**REQUIRED WORK**.
Below are lines of data, and only some are wanted. Please repeat exactly those from the line that has "fn from_iter<I: IntoIterator<Item" through the line that has "type Item = &'a str;".

+--

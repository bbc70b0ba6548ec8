use serde::{Serialize, Serializer};
use std::collections::BTreeSet;

/// Package names required on a platform.
///
/// Keeps insertion order for display; equality ignores order.
#[derive(Debug, Clone, Default)]
pub struct PackageSet {
    names: Vec<String>,
}

impl PackageSet {
    pub fn new() -> Self {
        Self::default()
    }

    pub fn contains(&self, name: &str) -> bool {
        self.names.iter().any(|n| n == name)
    }

    pub fn len(&self) -> usize {
        self.names.len()
    }

    pub fn is_empty(&self) -> bool {
        self.names.is_empty()
    }

    pub fn iter(&self) -> impl Iterator<Item = &str> {
        self.names.iter().map(String::as_str)
    }

    fn insert(&mut self, name: String) {
        if !self.contains(&name) {
            self.names.push(name);
        }
    }

    fn as_set(&self) -> BTreeSet<&str> {
        self.iter().collect()
    }
}

impl PartialEq for PackageSet {
    fn eq(&self, other: &Self) -> bool {
        self.as_set() == other.as_set()
    }
}

impl Eq for PackageSet {}

impl<S: Into<String>> FromIterator<S> for PackageSet {
    fn from_iter<I: IntoIterator<Item = S>>(iter: I) -> Self {
        let mut set = PackageSet::new();
        for name in iter {
            set.insert(name.into());
        }
        set
    }
}

impl<'a> IntoIterator for &'a PackageSet {
    type Item = &'a str;
    type IntoIter = std::iter::Map<std::slice::Iter<'a, String>, fn(&String) -> &str>;

    fn into_iter(self) -> Self::IntoIter {
        self.names.iter().map(String::as_str as fn(&String) -> &str)
    }
}

impl Serialize for PackageSet {
    fn serialize<S: Serializer>(&self, serializer: S) -> Result<S::Ok, S::Error> {
        self.names.serialize(serializer)
    }
}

+--

**THE ANSWER**.
    fn from_iter<I: IntoIterator<Item = S>>(iter: I) -> Self {
        let mut set = PackageSet::new();
        for name in iter {
            set.insert(name.into());
        }
        set
    }
}

impl<'a> IntoIterator for &'a PackageSet {
    type Item = &'a str;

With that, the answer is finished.